● TASK STATEMENT:
Using the listing below, report how many lines hold the word "Clone", and nothing else.

● SUPPLIED MATERIAL:
-------------------------
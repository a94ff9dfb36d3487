use chrono::NaiveDate;
use tracing::warn;

use crate::error::StoreError;
use crate::medication::{DailyStatus, MedicationList, Progress};
use crate::notifications::ReminderSummary;
use crate::reminder::ReminderTime;
use crate::reset::{apply_daily_reset, ResetOutcome};
use crate::store::{keys, LocalStore, LocalStoreExt};

/// Application state owned by the foreground view. Loaded from the store on
/// activation and written back after every mutation.
#[derive(Debug, Clone, Default, PartialEq, Eq)]
pub struct AppState {
    pub medications: MedicationList,
    pub status: DailyStatus,
    pub reminder_time: ReminderTime,
}

impl AppState {
    /// Reads every key independently. Missing, unreadable or malformed values
    /// fall back to their defaults.
    pub fn load(store: &dyn LocalStore, default_time: ReminderTime) -> Self {
        let medications = match store.get_json::<Vec<String>>(keys::MEDICATIONS) {
            Ok(names) => MedicationList::from_names(names.unwrap_or_default()),
            Err(err) => {
                warn!(%err, "cannot load medication list");
                MedicationList::new()
            }
        };
        let status = match store.get_json::<DailyStatus>(keys::DAILY_STATUS) {
            Ok(status) => status.unwrap_or_default(),
            Err(err) => {
                warn!(%err, "cannot load daily status");
                DailyStatus::new()
            }
        };
        let reminder_time = match store.get(keys::REMINDER_TIME) {
            Ok(Some(raw)) => raw.parse::<ReminderTime>().unwrap_or_else(|err| {
                warn!(%err, "ignoring stored reminder time");
                default_time
            }),
            Ok(None) => default_time,
            Err(err) => {
                warn!(%err, "cannot load reminder time");
                default_time
            }
        };
        Self {
            medications,
            status,
            reminder_time,
        }
    }

    /// Loads and applies the daily reset before anything reads the status.
    pub fn activate(
        store: &dyn LocalStore,
        default_time: ReminderTime,
        today: NaiveDate,
    ) -> (Self, ResetOutcome) {
        let mut state = Self::load(store, default_time);
        let outcome = apply_daily_reset(store, &mut state.status, today);
        (state, outcome)
    }

    /// Writes list, status and reminder time as three separate keys.
    pub fn save(&self, store: &dyn LocalStore) -> Result<(), StoreError> {
        store.set_json(keys::MEDICATIONS, &self.medications)?;
        store.set_json(keys::DAILY_STATUS, &self.status)?;
        store.set(keys::REMINDER_TIME, &self.reminder_time.to_string())?;
        Ok(())
    }

    pub fn progress(&self) -> Progress {
        Progress::of(&self.medications, &self.status)
    }

    pub fn summary(&self) -> Option<ReminderSummary> {
        ReminderSummary::compute(&self.medications, &self.status)
    }
}
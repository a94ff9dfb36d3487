use std::sync::Arc;

use crate::clock::Clock;
use crate::notifications::{NotificationSink, PermissionHandle};
use crate::store::LocalStore;

/// Services one device provides to both execution contexts.
#[derive(Clone)]
pub struct HostEnv {
    pub store: Arc<dyn LocalStore>,
    pub clock: Arc<dyn Clock>,
    pub sink: Arc<dyn NotificationSink>,
    pub permission: PermissionHandle,
}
-------------------------
● ANSWER AREA:
2